• **Exercise aim**: Restate verbatim the span of lines below between the line with "the counter elements." and the line with "one shared observer.", including those two lines, and only that span.

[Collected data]
══════════
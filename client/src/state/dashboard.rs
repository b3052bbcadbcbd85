//! Dashboard sidebar and tab switching.
//!
//! Tab links live in `.sidebar-menu` and name their panel in `data-tab`.
//! Only in-page links (`href` starting with `#`) switch tabs; anything else,
//! such as a logout link, is left to the browser.

#[cfg(test)]
#[path = "dashboard_test.rs"]
mod dashboard_test;

/// Default viewport width at or below which choosing a tab closes the
/// slide-in sidebar.
pub const MOBILE_BREAKPOINT_PX: f64 = 768.0;

/// Slide-in sidebar with its dimming overlay.
#[derive(Clone, Copy, Debug, Default, PartialEq, Eq)]
pub struct Sidebar {
    open: bool,
}

impl Sidebar {
    #[must_use]
    pub fn with_open(open: bool) -> Self {
        Self { open }
    }

    pub fn toggle(&mut self) -> bool {
        self.open = !self.open;
        self.open
    }

    pub fn close(&mut self) {
        self.open = false;
    }

    #[must_use]
    pub fn is_open(self) -> bool {
        self.open
    }
}

/// Attributes of one tab link as read from markup.
#[derive(Clone, Debug, PartialEq, Eq)]
pub struct TabLink {
    pub href: Option<String>,
    pub tab_id: String,
}

impl TabLink {
    /// Whether clicking this link should switch tabs instead of navigating.
    #[must_use]
    pub fn is_in_page(&self) -> bool {
        self.href.as_deref().is_some_and(|href| href.starts_with('#'))
    }
}

/// What the DOM binder must do after a tab link click.
#[derive(Clone, Debug, PartialEq, Eq)]
pub struct TabSwitch {
    /// Index of the link to mark active.
    pub link: usize,
    /// Id of the panel to show.
    pub panel_id: String,
    /// Whether to close the sidebar (narrow viewports).
    pub close_sidebar: bool,
}

#[derive(Clone, Debug, Default, PartialEq, Eq)]
pub struct TabSet {
    links: Vec<TabLink>,
    active: Option<usize>,
}

impl TabSet {
    #[must_use]
    pub fn new(links: Vec<TabLink>) -> Self {
        Self { links, active: None }
    }

    #[must_use]
    pub fn with_active(links: Vec<TabLink>, active: Option<usize>) -> Self {
        let active = active.filter(|i| *i < links.len());
        Self { links, active }
    }

    /// Handle a click on link `index` with the current viewport width.
    ///
    /// Returns `None` when the click should fall through to normal
    /// navigation.
    pub fn click(&mut self, index: usize, viewport_width: f64, breakpoint_px: f64) -> Option<TabSwitch> {
        let link = self.links.get(index)?;
        if !link.is_in_page() {
            return None;
        }
        self.active = Some(index);
        Some(TabSwitch { link: index, panel_id: link.tab_id.clone(), close_sidebar: viewport_width <= breakpoint_px })
    }

    #[must_use]
    pub fn active(&self) -> Option<usize> {
        self.active
    }

    #[must_use]
    pub fn len(&self) -> usize {
        self.links.len()
    }

    #[must_use]
    pub fn is_empty(&self) -> bool {
        self.links.is_empty()
    }
}
//! Counter animator: visibility gating plus the frame loop.
//!
//! DESIGN
//! ======
//! The animator never touches a document. It owns the countable models and
//! talks to the page through three injected collaborators:
//!
//! - [`RenderSink`] receives the text for every frame,
//! - [`VisibilityProvider`] starts and stops intersection observation,
//! - [`Clock`] stamps the moment a counter crosses the threshold.
//!
//! The host forwards intersection reports to [`CounterAnimator::on_visibility`]
//! and calls [`CounterAnimator::tick`] once per display frame for as long as it
//! returns [`FrameRequest::Continue`]. Tests drive the same loop with a
//! [`crate::ManualClock`] and explicit timestamps.
//!
//! Animations are never cancelled. A counter whose element leaves the page
//! keeps ticking until it settles.

#[cfg(test)]
#[path = "animator_test.rs"]
mod animator_test;

use std::fmt;

use crate::clock::Clock;
use crate::config::{CounterConfig, InvalidTargetPolicy};
use crate::countable::{Countable, CounterState};
use crate::ease::progress;
use crate::error::CounterError;

/// Handle for a registered counter; indexes the animator's element list.
#[derive(Debug, Clone, Copy, PartialEq, Eq, Hash, PartialOrd, Ord)]
pub struct ElementId(pub usize);

impl fmt::Display for ElementId {
    fn fmt(&self, f: &mut fmt::Formatter<'_>) -> fmt::Result {
        write!(f, "#{}", self.0)
    }
}

/// Output surface for counter text.
pub trait RenderSink {
    /// Replace the displayed text of `id`.
    fn render(&mut self, id: ElementId, text: &str);
}

/// Intersection observation control.
pub trait VisibilityProvider {
    /// Begin reporting intersection changes for `id`.
    fn observe(&mut self, id: ElementId);
    /// Stop reporting for `id`. Must be idempotent.
    fn unobserve(&mut self, id: ElementId);
}

/// Result of feeding one visibility report to the animator.
#[derive(Debug, Clone, Copy, PartialEq, Eq)]
pub enum VisibilityOutcome {
    /// The counter started animating; the host should schedule a frame.
    Started,
    /// The target was invalid under [`InvalidTargetPolicy::Skip`]; the suffix
    /// was rendered and the counter settled.
    Skipped,
    /// Below threshold, or the counter already started.
    Ignored,
}

/// Whether the host should schedule another frame.
#[derive(Debug, Clone, Copy, PartialEq, Eq)]
pub enum FrameRequest {
    Continue,
    Idle,
}

/// Drives every registered counter from Unobserved to Settled.
pub struct CounterAnimator<S, V, C> {
    config: CounterConfig,
    counters: Vec<Countable>,
    sink: S,
    visibility: V,
    clock: C,
}

impl<S: RenderSink, V: VisibilityProvider, C: Clock> CounterAnimator<S, V, C> {
    /// Create an animator with no registered counters.
    ///
    /// # Errors
    ///
    /// Returns the validation error of [`CounterConfig::validate`].
    pub fn new(config: CounterConfig, sink: S, visibility: V, clock: C) -> Result<Self, CounterError> {
        config.validate()?;
        Ok(Self { config, counters: Vec::new(), sink, visibility, clock })
    }

    /// Register a counter and start observing it.
    ///
    /// `target_attr` is the raw target attribute (`None` when absent) and
    /// `initial_text` the element's text before any frame has been rendered.
    pub fn register(&mut self, target_attr: Option<&str>, initial_text: &str) -> ElementId {
        let id = ElementId(self.counters.len());
        self.counters.push(Countable::parse(target_attr, initial_text));
        self.visibility.observe(id);
        id
    }

    /// Feed one intersection report.
    ///
    /// The first report at or above the threshold starts the counter and
    /// unobserves it. Every other report is ignored.
    ///
    /// # Errors
    ///
    /// Returns [`CounterError::UnknownElement`] if `id` was never registered.
    pub fn on_visibility(&mut self, id: ElementId, ratio: f64) -> Result<VisibilityOutcome, CounterError> {
        let threshold = self.config.threshold;
        let policy = self.config.invalid_target;
        let counter = self.counters.get_mut(id.0).ok_or(CounterError::UnknownElement(id))?;

        let visible_enough = ratio >= threshold;
        if counter.state() != CounterState::Unobserved || !visible_enough {
            return Ok(VisibilityOutcome::Ignored);
        }

        if policy == InvalidTargetPolicy::Skip && !counter.has_valid_target() {
            counter.settle();
            self.visibility.unobserve(id);
            self.sink.render(id, counter.suffix());
            log::debug!("counter {id}: invalid target, rendering suffix only");
            return Ok(VisibilityOutcome::Skipped);
        }

        let now_ms = self.clock.now_ms();
        counter.start(now_ms);
        self.visibility.unobserve(id);
        log::debug!("counter {id}: started at {now_ms:.1} ms, target {}", counter.target());
        Ok(VisibilityOutcome::Started)
    }

    /// Render one frame for every animating counter at `now_ms`.
    pub fn tick(&mut self, now_ms: f64) -> FrameRequest {
        let duration_ms = self.config.duration_ms;
        let mut pending = false;

        for (index, counter) in self.counters.iter_mut().enumerate() {
            let CounterState::Animating { started_at_ms } = counter.state() else {
                continue;
            };
            let id = ElementId(index);
            let progress = progress(now_ms - started_at_ms, duration_ms);
            self.sink.render(id, &counter.text_at(progress));

            if progress >= 1.0 {
                counter.settle();
                log::debug!("counter {id}: settled");
            } else {
                pending = true;
            }
        }

        if pending { FrameRequest::Continue } else { FrameRequest::Idle }
    }

    /// [`CounterAnimator::tick`] at the injected clock's current reading.
    pub fn tick_now(&mut self) -> FrameRequest {
        let now_ms = self.clock.now_ms();
        self.tick(now_ms)
    }

    /// Whether any counter is mid-animation.
    #[must_use]
    pub fn needs_frame(&self) -> bool {
        self.counters.iter().any(|c| c.state().is_animating())
    }

    #[must_use]
    pub fn state(&self, id: ElementId) -> Option<CounterState> {
        self.counters.get(id.0).map(Countable::state)
    }

    #[must_use]
    pub fn countable(&self, id: ElementId) -> Option<&Countable> {
        self.counters.get(id.0)
    }

    #[must_use]
    pub fn len(&self) -> usize {
        self.counters.len()
    }

    #[must_use]
    pub fn is_empty(&self) -> bool {
        self.counters.is_empty()
    }

    #[must_use]
    pub fn config(&self) -> &CounterConfig {
        &self.config
    }

    #[must_use]
    pub fn sink(&self) -> &S {
        &self.sink
    }

    pub fn sink_mut(&mut self) -> &mut S {
        &mut self.sink
    }

    #[must_use]
    pub fn visibility(&self) -> &V {
        &self.visibility
    }
}
//! Browser host for the stat counter animator.
//!
//! ARCHITECTURE
//! ============
//! One `IntersectionObserver` watches every `.stat-number`. Its callback feeds
//! reports into the shared [`counter::CounterAnimator`]; whenever a counter
//! starts and no frame is pending, a `requestAnimationFrame` chain begins and
//! runs `tick` until the animator reports idle. Element handles are indexed by
//! [`ElementId`], so the animator itself never sees a DOM node.

use std::cell::RefCell;
use std::rc::Rc;

use counter::{Clock, CounterAnimator, ElementId, FrameRequest, RenderSink, VisibilityOutcome, VisibilityProvider};
use js_sys::Array;
use wasm_bindgen::{JsCast, JsValue, closure::Closure};
use web_sys::{
    Document, Element, HtmlElement, IntersectionObserver, IntersectionObserverEntry, IntersectionObserverInit,
    Performance,
};

use super::DomError;
use super::events::{position_of, query_all};
use crate::config::PageConfig;

/// Writes frame text into the counter elements.
struct ElementSink {
    elements: Vec<HtmlElement>,
}

impl RenderSink for ElementSink {
    fn render(&mut self, id: ElementId, text: &str) {
        if let Some(el) = self.elements.get(id.0) {
            el.set_inner_text(text);
        }
    }
}

/// Observes and unobserves counter elements on one shared observer.
struct ObserverVisibility {
    observer: IntersectionObserver,
    elements: Vec<Element>,
}

impl ObserverVisibility {
    fn id_of(&self, target: &Element) -> Option<ElementId> {
        position_of(&self.elements, target).map(ElementId)
    }
}

impl VisibilityProvider for ObserverVisibility {
    fn observe(&mut self, id: ElementId) {
        if let Some(el) = self.elements.get(id.0) {
            self.observer.observe(el);
        }
    }

    fn unobserve(&mut self, id: ElementId) {
        if let Some(el) = self.elements.get(id.0) {
            self.observer.unobserve(el);
        }
    }
}

/// `performance.now()`, the same time base as animation frame timestamps.
struct PerformanceClock {
    performance: Option<Performance>,
}

impl Clock for PerformanceClock {
    fn now_ms(&self) -> f64 {
        self.performance.as_ref().map_or_else(js_sys::Date::now, Performance::now)
    }
}

type DomAnimator = CounterAnimator<ElementSink, ObserverVisibility, PerformanceClock>;

struct CounterHost {
    animator: DomAnimator,
    frame_pending: bool,
}

type SharedHost = Rc<RefCell<Option<CounterHost>>>;

/// Register every counter element and start observing.
pub fn mount(document: &Document, config: &PageConfig) -> Result<(), DomError> {
    let elements = query_all(document, &config.counter_selector)?
        .into_iter()
        .filter_map(|el| el.dyn_into::<HtmlElement>().ok())
        .collect::<Vec<_>>();
    if elements.is_empty() {
        return Ok(());
    }
    let window = web_sys::window().ok_or(DomError::NoWindow)?;

    // Filled in below; the observer only reports after this function returns.
    let host: SharedHost = Rc::new(RefCell::new(None));
    let host_for_cb = Rc::clone(&host);
    let on_intersect = Closure::<dyn FnMut(Array, IntersectionObserver)>::new(
        move |entries: Array, _observer: IntersectionObserver| handle_entries(&host_for_cb, &entries),
    );
    let init = IntersectionObserverInit::new();
    init.set_threshold(&JsValue::from_f64(config.counter.threshold));
    let observer = IntersectionObserver::new_with_options(on_intersect.as_ref().unchecked_ref(), &init)?;
    on_intersect.forget();

    let visibility =
        ObserverVisibility { observer, elements: elements.iter().map(|el| el.clone().unchecked_into::<Element>()).collect() };
    let clock = PerformanceClock { performance: window.performance() };
    let texts = elements.iter().map(HtmlElement::inner_text).collect::<Vec<_>>();
    let targets = elements
        .iter()
        .map(|el| el.get_attribute(&config.counter_target_attribute))
        .collect::<Vec<_>>();

    let mut animator = CounterAnimator::new(config.counter.clone(), ElementSink { elements }, visibility, clock)?;
    for (target, text) in targets.iter().zip(&texts) {
        animator.register(target.as_deref(), text);
    }
    log::debug!("stat counters: observing {}", animator.len());

    *host.borrow_mut() = Some(CounterHost { animator, frame_pending: false });
    Ok(())
}

fn handle_entries(host: &SharedHost, entries: &Array) {
    let schedule = {
        let mut guard = host.borrow_mut();
        let Some(state) = guard.as_mut() else {
            return;
        };
        let mut started = false;
        for entry in entries.iter() {
            let Ok(entry) = entry.dyn_into::<IntersectionObserverEntry>() else {
                continue;
            };
            let Some(id) = state.animator.visibility().id_of(&entry.target()) else {
                continue;
            };
            match state.animator.on_visibility(id, entry.intersection_ratio()) {
                Ok(VisibilityOutcome::Started) => started = true,
                Ok(VisibilityOutcome::Skipped | VisibilityOutcome::Ignored) => {}
                Err(err) => log::warn!("stat counter: {err}"),
            }
        }
        let schedule = started && !state.frame_pending;
        if schedule {
            state.frame_pending = true;
        }
        schedule
    };
    if schedule {
        request_frame(host);
    }
}

fn request_frame(host: &SharedHost) {
    let host_for_cb = Rc::clone(host);
    let cb = Closure::once_into_js(move |now_ms: f64| on_frame(&host_for_cb, now_ms));
    let requested = web_sys::window()
        .ok_or(DomError::NoWindow)
        .and_then(|w| w.request_animation_frame(cb.unchecked_ref()).map_err(DomError::from));
    if let Err(err) = requested {
        log::warn!("stat counter: cannot schedule frame: {err}");
        if let Some(state) = host.borrow_mut().as_mut() {
            state.frame_pending = false;
        }
    }
}

fn on_frame(host: &SharedHost, now_ms: f64) {
    let request = {
        let mut guard = host.borrow_mut();
        let Some(state) = guard.as_mut() else {
            return;
        };
        let request = state.animator.tick(now_ms);
        state.frame_pending = request == FrameRequest::Continue;
        request
    };
    if request == FrameRequest::Continue {
        request_frame(host);
    }
}
use super::*;

#[test]
fn stored_dark_selects_dark() {
    assert_eq!(Theme::from_stored(Some("dark")), Theme::Dark);
}

#[test]
fn missing_or_unknown_value_falls_back_to_light() {
    assert_eq!(Theme::from_stored(None), Theme::Light);
    assert_eq!(Theme::from_stored(Some("light")), Theme::Light);
    assert_eq!(Theme::from_stored(Some("sepia")), Theme::Light);
    assert_eq!(Theme::from_stored(Some("")), Theme::Light);
}

#[test]
fn toggled_round_trips() {
    assert_eq!(Theme::Light.toggled(), Theme::Dark);
    assert_eq!(Theme::Dark.toggled(), Theme::Light);
}

#[test]
fn attribute_values() {
    assert_eq!(Theme::Light.as_str(), "light");
    assert_eq!(Theme::Dark.as_str(), "dark");
}

#[test]
fn icon_offers_the_other_theme() {
    assert_eq!(Theme::Light.icon_class(), "bx bx-moon");
    assert_eq!(Theme::Dark.icon_class(), "bx bx-sun");
}
use super::*;

#[test]
fn modal_starts_hidden() {
    let modal = Modal::default();
    assert!(!modal.is_open());
    assert_eq!(modal.display(), "none");
}

#[test]
fn open_shows_as_flex() {
    let mut modal = Modal::default();
    modal.open();
    assert_eq!(modal.display(), "flex");
}

#[test]
fn close_is_idempotent() {
    let mut modal = Modal::default();
    modal.open();
    modal.close();
    modal.close();
    assert_eq!(modal.display(), "none");
}
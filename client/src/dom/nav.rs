//! Mobile menu toggle and dropdown menus.

use std::cell::RefCell;
use std::rc::Rc;

use web_sys::{Document, Element};

use super::DomError;
use super::events::{event_element, has_class, icon_of, on, query_all, set_class, warn_on_err};
use crate::state::ACTIVE_CLASS;
use crate::state::nav::{DropdownGroup, MobileMenu};

pub const MENU_TOGGLE_ID: &str = "menu-toggle";
pub const NAV_LINKS_SELECTOR: &str = ".nav-links";
pub const DROPDOWN_SELECTOR: &str = ".dropdown";

/// Wire `#menu-toggle` to show and hide `.nav-links`.
pub fn mount_menu(document: &Document) -> Result<(), DomError> {
    let (Some(button), Some(links)) =
        (document.get_element_by_id(MENU_TOGGLE_ID), document.query_selector(NAV_LINKS_SELECTOR)?)
    else {
        log::debug!("no mobile menu on this page");
        return Ok(());
    };
    let icon = icon_of(&button);
    let menu = Rc::new(RefCell::new(MobileMenu::with_open(has_class(&links, ACTIVE_CLASS))));

    on(&button, "click", move |_| {
        let open = menu.borrow_mut().toggle();
        warn_on_err("mobile menu", set_class(&links, ACTIVE_CLASS, open));
        if let Some(icon) = &icon {
            icon.set_class_name(menu.borrow().icon_class());
        }
    })
}

/// Wire every `.dropdown`: its first link toggles it, outside clicks close all.
pub fn mount_dropdowns(document: &Document) -> Result<(), DomError> {
    let dropdowns = query_all(document, DROPDOWN_SELECTOR)?;
    if dropdowns.is_empty() {
        return Ok(());
    }
    let initially_open = dropdowns.iter().position(|d| has_class(d, ACTIVE_CLASS));
    let group = Rc::new(RefCell::new(DropdownGroup::with_open(dropdowns.len(), initially_open)));
    let dropdowns = Rc::new(dropdowns);

    for (index, dropdown) in dropdowns.iter().enumerate() {
        let Some(trigger) = dropdown.query_selector("a")? else {
            continue;
        };
        let group = Rc::clone(&group);
        let all = Rc::clone(&dropdowns);
        on(&trigger, "click", move |event| {
            event.prevent_default();
            group.borrow_mut().click_trigger(index);
            sync(&all, &group.borrow());
        })?;
    }

    on(document, "click", move |event| {
        let inside = event_element(&event)
            .and_then(|el| el.closest(DROPDOWN_SELECTOR).ok().flatten())
            .is_some();
        if !inside {
            group.borrow_mut().click_outside();
            sync(&dropdowns, &group.borrow());
        }
    })
}

fn sync(dropdowns: &[Element], group: &DropdownGroup) {
    for (index, dropdown) in dropdowns.iter().enumerate() {
        warn_on_err("dropdown", set_class(dropdown, ACTIVE_CLASS, group.is_open(index)));
    }
}
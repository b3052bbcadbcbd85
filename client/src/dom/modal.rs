//! Add-user modal.

use std::cell::RefCell;
use std::rc::Rc;

use web_sys::{Document, Element};

use super::DomError;
use super::events::{event_element, on, same_node, set_style, warn_on_err};
use crate::state::modal::Modal;

pub const OPEN_BUTTON_ID: &str = "add-user-btn";
pub const MODAL_ID: &str = "add-user-modal";
pub const CLOSE_BUTTON_IDS: [&str; 2] = ["close-modal", "cancel-modal"];

pub fn mount(document: &Document) -> Result<(), DomError> {
    let (Some(open_button), Some(backdrop)) =
        (document.get_element_by_id(OPEN_BUTTON_ID), document.get_element_by_id(MODAL_ID))
    else {
        return Ok(());
    };
    let modal = Rc::new(RefCell::new(Modal::default()));
    let backdrop = Rc::new(backdrop);

    let (state, el) = (Rc::clone(&modal), Rc::clone(&backdrop));
    on(&open_button, "click", move |_| {
        state.borrow_mut().open();
        render(&el, *state.borrow());
    })?;

    for id in CLOSE_BUTTON_IDS {
        let Some(button) = document.get_element_by_id(id) else {
            log::debug!("modal has no #{id}");
            continue;
        };
        let (state, el) = (Rc::clone(&modal), Rc::clone(&backdrop));
        on(&button, "click", move |_| close(&el, &state))?;
    }

    // Clicks on the dialog itself bubble up; only the backdrop closes.
    let el = Rc::clone(&backdrop);
    on(&backdrop, "click", move |event| {
        if event_element(&event).is_some_and(|target| same_node(&target, &el)) {
            close(&el, &modal);
        }
    })
}

fn close(backdrop: &Element, modal: &RefCell<Modal>) {
    modal.borrow_mut().close();
    render(backdrop, *modal.borrow());
}

fn render(backdrop: &Element, modal: Modal) {
    warn_on_err("modal", set_style(backdrop, "display", modal.display()));
}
══════════
• **Solution below**:
/// Writes frame text into the counter elements.
struct ElementSink {
    elements: Vec<HtmlElement>,
}

impl RenderSink for ElementSink {
    fn render(&mut self, id: ElementId, text: &str) {
        if let Some(el) = self.elements.get(id.0) {
            el.set_inner_text(text);
        }
    }
}

/// Observes and unobserves counter elements on one shared observer.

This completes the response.